◆ **Prompt**
Among the entries, find each line that includes the string "clippy" and list it.

-------- Records to process --------

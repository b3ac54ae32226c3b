#![allow(
    clippy::needless_borrows_for_generic_args,
    clippy::manual_range_contains,
    clippy::derivable_impls,
    clippy::type_complexity,
    clippy::len_zero,
    dead_code,
    unused_imports,
    unused_variables,
    unused_mut
)]

pub mod config;
pub mod db;
pub mod engine;
pub mod error;
pub mod membership;
pub mod metrics;
pub mod models;
pub mod repo;

pub use config::{
    get_config_dir, ConfigLoadError, DatabaseConfig, LimitsConfig, LoggingConfig,
    MembershipConfig, OrchestratorConfig, PlaybooksConfig,
};
pub use db::{applied_migrations, open_pool, DatabaseError};
pub use engine::{
    diff_playbook, rules_for, FieldChange, FieldRule, FieldValue, MutationOrchestrator,
    MutationStage, PlaybookDiff, PolicyDecision, PolicyEvaluator, StructuralValidator,
    UpdateOutcome, FIELD_RULES,
};
pub use error::{
    retry_async_with_config, CliErrorDisplay, ErrorKind, PlaybookError,
    PlaybookResult, RetryConfig,
};
pub use membership::{
    DynMembershipOracle, HttpMembershipOracle, InMemoryMembership, MembershipOracle,
    MembershipScope,
};
pub use metrics::MetricCollection;
pub use models::{
    Actor, Capability, Metric, MetricId, MetricType, MetricUpdate, NewMetric, Patch, Playbook,
    PlaybookField, PlaybookId, PlaybookUpdate,
};
pub use repo::{DynPlaybookStore, InMemoryPlaybookStore, PgPlaybookRepository, PlaybookStore};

--------

◆ **Reply to the exercise**
    clippy::needless_borrows_for_generic_args,
    clippy::manual_range_contains,
    clippy::derivable_impls,
    clippy::type_complexity,
    clippy::len_zero,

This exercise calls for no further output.